May 10, 2010

Untitled | Cynthia Arrieu-King


My poetry asks what happens when the other speaks rather than merely being named. Other implies the one others’ have been talking over, obliterating with utterance. My Other might be an actress who is really – but only for a split second -- a man. My other might not want to talk to you and be given voice; that, ironically, is her most express message, her right to silence. My mother speaks in my poems. My grandmother speaks in my poems. A fictional Frenchman speaks in my poems. Gender is just a dial for my speakers. I’m more interested in what they say about silence and names and authenticity of subject position.

When I was little, my father quoted Confucius to me: “Visitors are like fish, after three days they stink.” Yes, I eventually realized that actually he was quoting Ben Franklin. I realized that all that solemn quiet that made me obedient and therefore faithful to my father’s wishes was ridiculous. Additional big reveal: My stern shrewd father whom we all obeyed had been a loud impossible brat! Authenticity of gender and the sheer power of gender implies a test: that the unknown identity will be verified. That an angry rebellious Other will be welcomed into the home. That he or she will speak, that somehow, we gauge power by what is seen rather than through the invisible.

When your family has been split in two by a war, the gold standard can’t be converted. Understanding grows impossible. I resist by insisting that the complete picture, the solid identity is impossible. The experiment has failed. The narrative is deceased.
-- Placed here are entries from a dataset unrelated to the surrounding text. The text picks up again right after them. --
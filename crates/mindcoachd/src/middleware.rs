//! Request middleware for body limits and rate limiting.

use axum::{
    extract::{ConnectInfo, Request, State},
    http::StatusCode,
    middleware::Next,
    response::{IntoResponse, Response},
    Json,
};
use chrono::Utc;
use serde_json::json;
use std::collections::HashMap;
use std::net::SocketAddr;
use std::sync::Arc;
use std::time::{Duration, Instant};
use tokio::sync::RwLock;
use tracing::{debug, warn};

use crate::auth::bearer_token;
use crate::server::AppState;

/// Burst: 20 requests in 10 seconds
pub const RATE_LIMIT_BURST_REQUESTS: usize = 20;
pub const RATE_LIMIT_BURST_WINDOW: Duration = Duration::from_secs(10);

/// Sustained: 100 requests per minute
pub const RATE_LIMIT_SUSTAINED_REQUESTS: usize = 100;
pub const RATE_LIMIT_SUSTAINED_WINDOW: Duration = Duration::from_secs(60);

/// Sliding-window limiter keyed by session user, or by peer when anonymous.
#[derive(Clone, Default)]
pub struct RateLimiter {
    requests: Arc<RwLock<HashMap<String, Vec<Instant>>>>,
}

impl RateLimiter {
    pub fn new() -> Self {
        Self::default()
    }

    /// Record a request for `key` unless either tier is exhausted.
    pub async fn check(&self, key: &str) -> bool {
        self.check_at(key, Instant::now()).await
    }

    async fn check_at(&self, key: &str, now: Instant) -> bool {
        let mut requests = self.requests.write().await;
        let seen = requests.entry(key.to_string()).or_default();

        let burst_count = seen
            .iter()
            .filter(|&&ts| now.duration_since(ts) < RATE_LIMIT_BURST_WINDOW)
            .count();
        if burst_count >= RATE_LIMIT_BURST_REQUESTS {
            warn!(
                "Burst rate limit exceeded for {} ({}/{})",
                mask_token(key),
                burst_count,
                RATE_LIMIT_BURST_REQUESTS
            );
            return false;
        }

        let sustained_count = seen
            .iter()
            .filter(|&&ts| now.duration_since(ts) < RATE_LIMIT_SUSTAINED_WINDOW)
            .count();
        if sustained_count >= RATE_LIMIT_SUSTAINED_REQUESTS {
            warn!(
                "Sustained rate limit exceeded for {} ({}/{})",
                mask_token(key),
                sustained_count,
                RATE_LIMIT_SUSTAINED_REQUESTS
            );
            return false;
        }

        seen.retain(|&ts| now.duration_since(ts) < RATE_LIMIT_SUSTAINED_WINDOW);
        seen.push(now);
        true
    }

    pub async fn request_count(&self, key: &str) -> usize {
        self.requests.read().await.get(key).map(Vec::len).unwrap_or(0)
    }

    /// Drop keys with no request inside the sustained window.
    pub async fn cleanup(&self) {
        let now = Instant::now();
        let mut requests = self.requests.write().await;
        requests.retain(|_, timestamps| {
            timestamps.retain(|&ts| now.duration_since(ts) < RATE_LIMIT_SUSTAINED_WINDOW);
            !timestamps.is_empty()
        });
        debug!("Rate limiter cleanup: {} active keys", requests.len());
    }
}

/// Mask a token for logging (first 8 chars only)
pub fn mask_token(token: &str) -> String {
    match token.get(..8) {
        Some(prefix) if token.len() > 8 => format!("{}...", prefix),
        _ => "***".to_string(),
    }
}

fn reject(status: StatusCode, detail: &str) -> Response {
    (status, Json(json!({ "detail": detail }))).into_response()
}

/// Rejects requests whose declared Content-Length exceeds the configured limit.
pub async fn body_size_limit(State(state): State<AppState>, request: Request, next: Next) -> Response {
    let limit = state.config.server.max_body_bytes;
    let declared = request
        .headers()
        .get("content-length")
        .and_then(|v| v.to_str().ok())
        .and_then(|s| s.parse::<usize>().ok());

    if let Some(length) = declared {
        if length > limit {
            warn!("Request body too large: {} bytes (max: {})", length, limit);
            return reject(StatusCode::PAYLOAD_TOO_LARGE, "Request body too large");
        }
    }

    next.run(request).await
}

/// Rate limit per signed-in user, falling back to the peer address.
pub async fn rate_limit(State(state): State<AppState>, request: Request, next: Next) -> Response {
    let key = rate_limit_key(&state, &request);

    if !state.rate_limiter.check(&key).await {
        return reject(StatusCode::TOO_MANY_REQUESTS, "Too many requests");
    }

    next.run(request).await
}

/// Unvalidated tokens share their peer's bucket, so rotating them gains nothing.
fn rate_limit_key(state: &AppState, request: &Request) -> String {
    let user = bearer_token(request.headers())
        .and_then(|token| match state.store.session_user(token, Utc::now()) {
            Ok(user) => user,
            Err(e) => {
                warn!("Session lookup failed during rate limiting: {:#}", e);
                None
            }
        });
    match user {
        Some(user_id) => format!("user:{}", user_id),
        None => format!("peer:{}", peer_addr(request, state.config.server.trust_forwarded_for)),
    }
}

/// Socket peer address; the first X-Forwarded-For hop only when trusted.
fn peer_addr(request: &Request, trust_forwarded_for: bool) -> String {
    let forwarded = trust_forwarded_for
        .then(|| {
            request
                .headers()
                .get("x-forwarded-for")
                .and_then(|v| v.to_str().ok())
                .and_then(|s| s.split(',').next())
                .map(|ip| ip.trim().to_string())
                .filter(|ip| !ip.is_empty())
        })
        .flatten();

    forwarded
        .or_else(|| {
            request
                .extensions()
                .get::<ConnectInfo<SocketAddr>>()
                .map(|ConnectInfo(addr)| addr.ip().to_string())
        })
        .unwrap_or_else(|| "unknown".to_string())
}

#[cfg(test)]
mod tests {
    use super::*;
    use crate::config::Config;
    use crate::store::Store;
    use axum::body::Body;

    fn state(trust_forwarded_for: bool) -> AppState {
        let mut config = Config::default();
        config.server.trust_forwarded_for = trust_forwarded_for;
        AppState::new(config, Store::open_in_memory().unwrap(), None)
    }

    fn request(token: Option<&str>, forwarded: Option<&str>, peer: Option<&str>) -> Request {
        let mut builder = axum::http::Request::builder().uri("/api/v1");
        if let Some(token) = token {
            builder = builder.header("authorization", format!("Bearer {}", token));
        }
        if let Some(forwarded) = forwarded {
            builder = builder.header("x-forwarded-for", forwarded);
        }
        let mut request = builder.body(Body::empty()).unwrap();
        if let Some(peer) = peer {
            let addr: SocketAddr = peer.parse().unwrap();
            request.extensions_mut().insert(ConnectInfo(addr));
        }
        request
    }

    #[test]
    fn test_unknown_tokens_share_peer_key() {
        let state = state(false);
        let a = rate_limit_key(&state, &request(Some("fake-one"), None, Some("10.0.0.7:5000")));
        let b = rate_limit_key(&state, &request(Some("fake-two"), None, Some("10.0.0.7:5001")));
        assert_eq!(a, "peer:10.0.0.7");
        assert_eq!(a, b);
    }

    #[test]
    fn test_forwarded_for_ignored_unless_trusted() {
        let req = || request(None, Some("203.0.113.9, 10.0.0.1"), Some("10.0.0.7:5000"));
        assert_eq!(rate_limit_key(&state(false), &req()), "peer:10.0.0.7");
        assert_eq!(rate_limit_key(&state(true), &req()), "peer:203.0.113.9");
        assert_eq!(rate_limit_key(&state(false), &request(None, None, None)), "peer:unknown");
    }

    #[test]
    fn test_valid_session_keys_by_user() {
        let state = state(false);
        let user = state
            .store
            .create_user("a@example.com", "alice", "h", "s")
            .unwrap()
            .unwrap();
        let token = crate::auth::issue_token(&state.store, &state.config.auth, user.id).unwrap();
        let key = rate_limit_key(&state, &request(Some(&token), None, Some("10.0.0.7:5000")));
        assert_eq!(key, format!("user:{}", user.id));
    }

    #[tokio::test]
    async fn test_burst_limit() {
        let limiter = RateLimiter::new();
        for i in 1..=RATE_LIMIT_BURST_REQUESTS {
            assert!(
                limiter.check("token:abc").await,
                "Request {} should succeed within burst limit",
                i
            );
        }
        assert!(!limiter.check("token:abc").await);
        // Other keys are independent
        assert!(limiter.check("token:def").await);
        assert_eq!(limiter.request_count("token:abc").await, RATE_LIMIT_BURST_REQUESTS);
    }

    #[tokio::test]
    async fn test_burst_window_resets() {
        let limiter = RateLimiter::new();
        let start = Instant::now();
        for _ in 0..RATE_LIMIT_BURST_REQUESTS {
            assert!(limiter.check_at("peer:10.0.0.1", start).await);
        }
        assert!(!limiter.check_at("peer:10.0.0.1", start).await);

        let later = start + RATE_LIMIT_BURST_WINDOW + Duration::from_millis(1);
        assert!(limiter.check_at("peer:10.0.0.1", later).await);
    }

    #[tokio::test]
    async fn test_sustained_limit() {
        let limiter = RateLimiter::new();
        let start = Instant::now();
        // Spread requests so no burst window fills up
        for i in 0..RATE_LIMIT_SUSTAINED_REQUESTS {
            let at = start + Duration::from_millis(i as u64 * 550);
            assert!(limiter.check_at("peer:10.0.0.2", at).await, "request {}", i);
        }
        let at = start + Duration::from_millis(RATE_LIMIT_SUSTAINED_REQUESTS as u64 * 550);
        assert!(!limiter.check_at("peer:10.0.0.2", at).await);
    }

    #[tokio::test]
    async fn test_cleanup_keeps_recent() {
        let limiter = RateLimiter::new();
        for i in 0..5 {
            limiter.check(&format!("peer:127.0.0.{}", i)).await;
        }
        limiter.cleanup().await;
        assert_eq!(limiter.requests.read().await.len(), 5);
    }

    #[test]
    fn test_mask_token() {
        assert_eq!(mask_token("short"), "***");
        assert_eq!(mask_token("12345678"), "***");
        assert_eq!(mask_token("1234567890abcdef"), "12345678...");
    }
}
//! Best-effort extraction of typed results from raw model output.
//!
//! The model is asked for labeled lines or a JSON object, but what comes back
//! is free text: sometimes fenced JSON, sometimes prose with Chinese or
//! English labels, sometimes nothing usable at all. Each extractor here is a
//! pure function of the text and never fails; when extraction comes up empty
//! the fixed tables in [`fallback`] fill the gaps.
//!
//! # Entry points
//!
//! - `parse_*`: raw text in, typed result out.
//! - `normalize_*`: takes a [`ModelResponse`] (text or "the call failed") and
//!   also reports whether the result is degraded, for the caller's logs.
//!
//! # Known looseness
//!
//! - `stress_index` is not clamped to [0, 1].
//! - Scenario `mindset_guidance` is the whole response text.
//! - Scenario `visualization_script` is never extracted; it is always the
//!   fixed phrase even when the model wrote a visualization section.

pub mod emergency;
pub mod fallback;
pub mod mood;
pub mod scenario;

pub use emergency::{normalize_emergency_guidance, parse_emergency_guidance};
pub use mood::{normalize_mood_analysis, parse_mood_analysis, parse_mood_analysis_with, MoodLabels};
pub use scenario::{normalize_scenario_plan, parse_scenario_plan};

use crate::error::Degradation;

/// What the LLM collaborator handed back.
#[derive(Debug, Clone, Copy, PartialEq, Eq)]
pub enum ModelResponse<'a> {
    /// The call succeeded with this text.
    Text(&'a str),
    /// The call failed, timed out, or no credential is configured.
    Unavailable,
}

impl<'a> ModelResponse<'a> {
    pub fn from_result<E>(result: &'a Result<String, E>) -> Self {
        match result {
            Ok(text) => ModelResponse::Text(text.as_str()),
            Err(_) => ModelResponse::Unavailable,
        }
    }
}

/// A normalized value plus the reason it degraded, if it did.
#[derive(Debug, Clone, PartialEq)]
pub struct Normalized<T> {
    pub value: T,
    pub degradation: Option<Degradation>,
}

impl<T> Normalized<T> {
    pub fn clean(value: T) -> Self {
        Self {
            value,
            degradation: None,
        }
    }

    pub fn degraded(value: T, degradation: Degradation) -> Self {
        Self {
            value,
            degradation: Some(degradation),
        }
    }

    pub fn is_degraded(&self) -> bool {
        self.degradation.is_some()
    }

    pub fn into_inner(self) -> T {
        self.value
    }
}
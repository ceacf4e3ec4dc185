//! 検索と絞込み
//!
//! 1回の検索 = 名前検索APIを1回呼び、結果に対してカテゴリ → 地域 → 材料の
//! 順でフィルタを適用する。結果は [`SearchSession`] に保持し、描画カーソルは
//! 検索のたびに0へ戻る。

use crate::catalog::{CatalogClient, Transport};
use crate::config::Config;
use crate::error::{Error, Result};
use crate::render::{render_next_batch, RenderCursor, ScrollMetrics};
use crate::types::{FilterSelection, MealSummary};
use log::{debug, info};

/// 検索語と絞込み条件の事前チェック
///
/// # Returns
/// 前後の空白を除いた検索語。語もフィルタも無ければ `Error::Validation`
pub fn validate_query<'a>(term: &'a str, filters: &FilterSelection) -> Result<&'a str> {
    let term = term.trim();
    if term.is_empty() && filters.is_empty() {
        return Err(Error::Validation);
    }
    Ok(term)
}

/// 絞込みを適用（カテゴリ → 地域 → 材料）
///
/// 材料はレコードのいずれかのフィールド値との完全一致で判定する
pub fn apply_filters(meals: &[MealSummary], filters: &FilterSelection) -> Vec<MealSummary> {
    meals
        .iter()
        .filter(|m| match &filters.category {
            Some(category) => m.category.as_ref() == Some(category),
            None => true,
        })
        .filter(|m| match &filters.area {
            Some(area) => m.area.as_ref() == Some(area),
            None => true,
        })
        .filter(|m| match &filters.ingredient {
            Some(ingredient) => m.has_field_value(ingredient),
            None => true,
        })
        .cloned()
        .collect()
}

/// 現在の検索セッション
#[derive(Debug, Clone)]
pub struct SearchSession {
    /// 検索APIの結果（未フィルタ）。オートコンプリートもこれを使う
    results: Vec<MealSummary>,
    filters: FilterSelection,
    filtered: Vec<MealSummary>,
    cursor: RenderCursor,
    batch_size: usize,
    scroll_threshold: f64,
}

impl Default for SearchSession {
    fn default() -> Self {
        Self::new(&Config::default())
    }
}

impl SearchSession {
    pub fn new(config: &Config) -> Self {
        Self {
            results: Vec::new(),
            filters: FilterSelection::default(),
            filtered: Vec::new(),
            cursor: RenderCursor::new(),
            batch_size: config.batch_size,
            scroll_threshold: config.scroll_threshold,
        }
    }

    pub fn results(&self) -> &[MealSummary] {
        &self.results
    }

    pub fn filtered(&self) -> &[MealSummary] {
        &self.filtered
    }

    pub fn filters(&self) -> &FilterSelection {
        &self.filters
    }

    pub fn cursor(&self) -> RenderCursor {
        self.cursor
    }

    /// 新しい検索結果で状態を置き換え、最初のバッチを返す
    ///
    /// 絞込み後が0件なら `Error::EmptyResult`（結果自体は保持される）
    pub fn begin(&mut self, meals: Vec<MealSummary>, filters: FilterSelection) -> Result<Vec<MealSummary>> {
        self.filtered = apply_filters(&meals, &filters);
        self.results = meals;
        self.filters = filters;
        self.cursor.reset();

        debug!(
            "search epoch: {} results, {} after filters",
            self.results.len(),
            self.filtered.len()
        );

        if self.filtered.is_empty() {
            return Err(Error::EmptyResult);
        }
        Ok(self.next_batch())
    }

    /// 未描画の要素が残っているか
    pub fn has_more(&self) -> bool {
        self.cursor.has_remaining(self.filtered.len())
    }

    /// 次のバッチを返し、カーソルを進める
    pub fn next_batch(&mut self) -> Vec<MealSummary> {
        let (cursor, batch) = render_next_batch(&self.filtered, self.cursor, self.batch_size);
        let batch = batch.to_vec();
        self.cursor = cursor;
        batch
    }

    /// 表示中の結果を打ち切る（エラー表示時）
    ///
    /// 未フィルタの結果はオートコンプリート用に残す
    pub fn clear_display(&mut self) {
        self.filtered.clear();
        self.cursor.reset();
    }

    /// スクロールイベント
    ///
    /// 下端付近かつ未描画が残っていれば次のバッチ、それ以外は空
    pub fn on_scroll(&mut self, metrics: ScrollMetrics) -> Vec<MealSummary> {
        if metrics.near_bottom(self.scroll_threshold) && self.has_more() {
            self.next_batch()
        } else {
            Vec::new()
        }
    }
}

/// 検索を実行し、最初のバッチを返す
///
/// 検証エラー時は通信しない。検索語が空でもフィルタがあればそのまま
/// 空の検索語でAPIを呼ぶ。
pub async fn search<T: Transport>(
    client: &CatalogClient<T>,
    session: &mut SearchSession,
    term: &str,
    filters: FilterSelection,
) -> Result<Vec<MealSummary>> {
    let term = validate_query(term, &filters)?;
    let meals = client.search_by_name(term).await?;
    info!("search '{}': {} meals", term, meals.len());
    session.begin(meals, filters)
}
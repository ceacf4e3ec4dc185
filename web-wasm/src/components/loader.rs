//! ローディング表示コンポーネント

use leptos::prelude::*;

#[component]
pub fn Loader(loading: Signal<bool>) -> impl IntoView {
    view! {
        <div id="loader" class="loader" class:hidden=move || !loading.get()>
            <div class="spinner" />
        </div>
    }
}
//! 絞込みセレクトボックス（カテゴリ・地域・材料）

use leptos::prelude::*;
use recipe_finder_common::{FilterRegistry, ListField};

#[component]
pub fn FilterBar<F>(registry: ReadSignal<FilterRegistry>, on_change: F) -> impl IntoView
where
    F: Fn(ListField, String) + 'static + Clone + Send + Sync,
{
    view! {
        <div class="filters">
            {ListField::ALL
                .into_iter()
                .map(|field| {
                    view! {
                        <FilterSelect field=field registry=registry on_change=on_change.clone() />
                    }
                })
                .collect_view()}
        </div>
    }
}

#[component]
fn FilterSelect<F>(field: ListField, registry: ReadSignal<FilterRegistry>, on_change: F) -> impl IntoView
where
    F: Fn(ListField, String) + 'static + Clone + Send + Sync,
{
    let id = match field {
        ListField::Category => "category-filter",
        ListField::Area => "area-filter",
        ListField::Ingredient => "ingredient-filter",
    };

    view! {
        <select id=id on:change=move |ev| on_change(field, event_target_value(&ev))>
            <option value="">{field.any_label()}</option>
            // 受信順のまま並べる
            {move || {
                registry
                    .get()
                    .values(field)
                    .iter()
                    .map(|value| view! { <option value=value.clone()>{value.clone()}</option> })
                    .collect_view()
            }}
        </select>
    }
}
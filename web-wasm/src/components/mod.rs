//! UIコンポーネント

pub mod filter_bar;
pub mod header;
pub mod loader;
pub mod meal_grid;
pub mod meal_modal;
pub mod search_bar;
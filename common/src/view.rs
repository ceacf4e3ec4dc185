//! 画面状態（UIフレームワーク非依存）
//!
//! 見出し・エラー表示・結果カード・ローダーの表示ルールをまとめる。
//! エラー表示時は必ず結果と見出しを消し、ローダーも止める。

use crate::error::{Error, Operation};
use crate::types::MealSummary;
use log::warn;

pub const RESULTS_HEADING: &str = "Results:";

#[derive(Debug, Clone, Default, PartialEq)]
pub struct ResultsView {
    pub heading: String,
    pub error: Option<String>,
    pub cards: Vec<MealSummary>,
    pub loading: bool,
}

impl ResultsView {
    pub fn start_loading(&mut self) {
        self.loading = true;
    }

    pub fn stop_loading(&mut self) {
        self.loading = false;
    }

    /// 新しい検索の最初のバッチで表示を置き換える
    pub fn show_results(&mut self, first_batch: Vec<MealSummary>) {
        self.loading = false;
        self.cards = first_batch;
        self.error = None;
        self.heading = RESULTS_HEADING.to_string();
    }

    /// スクロールで追加されたバッチ（エラー表示中は無視）
    pub fn append(&mut self, batch: Vec<MealSummary>) {
        if self.error.is_some() {
            return;
        }
        self.cards.extend(batch);
    }

    pub fn show_error(&mut self, message: impl Into<String>) {
        self.loading = false;
        self.error = Some(message.into());
        self.heading.clear();
        self.cards.clear();
    }

    /// 操作の失敗を表示に反映する
    ///
    /// 画面に出さない種類のエラーはログだけ残してローダーを止める。
    /// メッセージを表示して結果を消したときは true
    pub fn show_failure(&mut self, error: &Error, operation: Operation) -> bool {
        warn!("{:?} failed: {}", operation, error);
        match error.user_message(operation) {
            Some(message) => {
                self.show_error(message);
                true
            }
            None => {
                self.stop_loading();
                false
            }
        }
    }
}

/// 配色テーマ（見た目のみ、保存しない）
#[derive(Debug, Clone, Copy, Default, PartialEq, Eq)]
pub enum Theme {
    #[default]
    Light,
    Dark,
}

impl Theme {
    pub fn toggled(self) -> Self {
        match self {
            Theme::Light => Theme::Dark,
            Theme::Dark => Theme::Light,
        }
    }

    pub fn is_dark(self) -> bool {
        self == Theme::Dark
    }

    /// 切替ボタンの表示（切り替え先を示す）
    pub fn toggle_label(self) -> &'static str {
        match self {
            Theme::Light => "Dark Mode",
            Theme::Dark => "Light Mode",
        }
    }
}
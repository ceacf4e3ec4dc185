//! Recipe Finder Web App (Leptos + WASM)

mod api;
mod app;
mod components;
mod config;
mod storage;

use wasm_bindgen::prelude::*;

#[wasm_bindgen(start)]
pub fn main() -> Result<(), JsValue> {
    console_error_panic_hook::set_once();
    console_log::init_with_level(log::Level::Debug)
        .map_err(|e| JsValue::from_str(&format!("Failed to initialize console log: {}", e)))?;
    log::debug!("Initialized recipe-finder logger");

    leptos::mount::mount_to_body(app::App);
    Ok(())
}
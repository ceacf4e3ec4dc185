//! ページ埋め込みの設定読み込み
//!
//! index.html の `<script type="application/json" id="recipe-finder-config">`
//! を読み、無い・壊れている場合は既定値を使う。

use log::{debug, warn};
use recipe_finder_common::Config;

const CONFIG_ELEMENT_ID: &str = "recipe-finder-config";

pub fn load_config() -> Config {
    let Some(content) = config_text() else {
        debug!("no inline config, using defaults");
        return Config::default();
    };

    match Config::from_json(&content) {
        Ok(config) => config,
        Err(e) => {
            warn!("invalid inline config, using defaults: {}", e);
            Config::default()
        }
    }
}

fn config_text() -> Option<String> {
    let document = web_sys::window()?.document()?;
    let text = document.get_element_by_id(CONFIG_ELEMENT_ID)?.text_content()?;
    let text = text.trim();
    (!text.is_empty()).then(|| text.to_string())
}

#[cfg(all(test, target_arch = "wasm32"))]
mod tests {
    use super::*;
    use wasm_bindgen_test::*;

    wasm_bindgen_test_configure!(run_in_browser);

    fn set_inline_config(content: &str) {
        let document = web_sys::window().unwrap().document().unwrap();
        let element = match document.get_element_by_id(CONFIG_ELEMENT_ID) {
            Some(element) => element,
            None => {
                let element = document.create_element("script").unwrap();
                element.set_id(CONFIG_ELEMENT_ID);
                document.body().unwrap().append_child(&element).unwrap();
                element
            }
        };
        element.set_text_content(Some(content));
    }

    #[wasm_bindgen_test]
    fn partial_override_keeps_defaults() {
        set_inline_config(r#"{"batchSize": 12}"#);
        let config = load_config();
        assert_eq!(config.batch_size, 12);
        assert_eq!(config.favorites_key, "favorites");
    }

    #[wasm_bindgen_test]
    fn invalid_config_falls_back() {
        set_inline_config(r#"{"batchSize": 0}"#);
        assert_eq!(load_config(), Config::default());
    }
}
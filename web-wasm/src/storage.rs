//! localStorage によるお気に入り保存

use gloo::storage::{LocalStorage, Storage as _};
use recipe_finder_common::{Config, Error, FavoritesStore, KeyValueStore, Result};

/// ブラウザの localStorage（文字列をそのまま読み書きする）
#[derive(Debug, Clone, Copy, Default)]
pub struct BrowserStorage;

impl KeyValueStore for BrowserStorage {
    fn get_item(&self, key: &str) -> Result<Option<String>> {
        LocalStorage::raw()
            .get_item(key)
            .map_err(|e| Error::Storage(format!("読込失敗: {:?}", e)))
    }

    fn set_item(&self, key: &str, value: &str) -> Result<()> {
        LocalStorage::raw()
            .set_item(key, value)
            .map_err(|e| Error::Storage(format!("保存失敗: {:?}", e)))
    }
}

pub fn favorites_store(config: &Config) -> FavoritesStore<BrowserStorage> {
    FavoritesStore::new(BrowserStorage, config.favorites_key.clone())
}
This is my broken record. I share it with Cha’s foggy battlefield, Berssenbrugge’s cornfield that changes color as you ascend the hill, with Juliette Lee’s fracturing of missive forms and corporate language, with Kristin Naca’s slaughtered pig.

These poems were written while I was in transit or very quickly. “Census” was written while I was on a bus and a train: I texted the lines to myself, parsing what I was seeing on the bus with what I had been thinking for days about being in two places at once. This comes from my being half Asian and half European.

The other poem, “Assumed Name” was written instantaneously one morning about how naming can be an unhelpful, disintegrating concept. How Rilke was right when he wished we would “become strong too and not need names.” How we – I’ll dare say we – intersect with Asian-American poetry, or gendered poetry, and resist saying it’s easy, resist presuming to know that stranger: to listen.


Census


1.


I cover my head so as not to be counted.

Yellow saffron died in its husk. The pony moves to the edge of an index,

bottles piled high in this office.


2.


Half this, half that. Sidespeak and undercut: who built

the fucking pier planked out to the nausea?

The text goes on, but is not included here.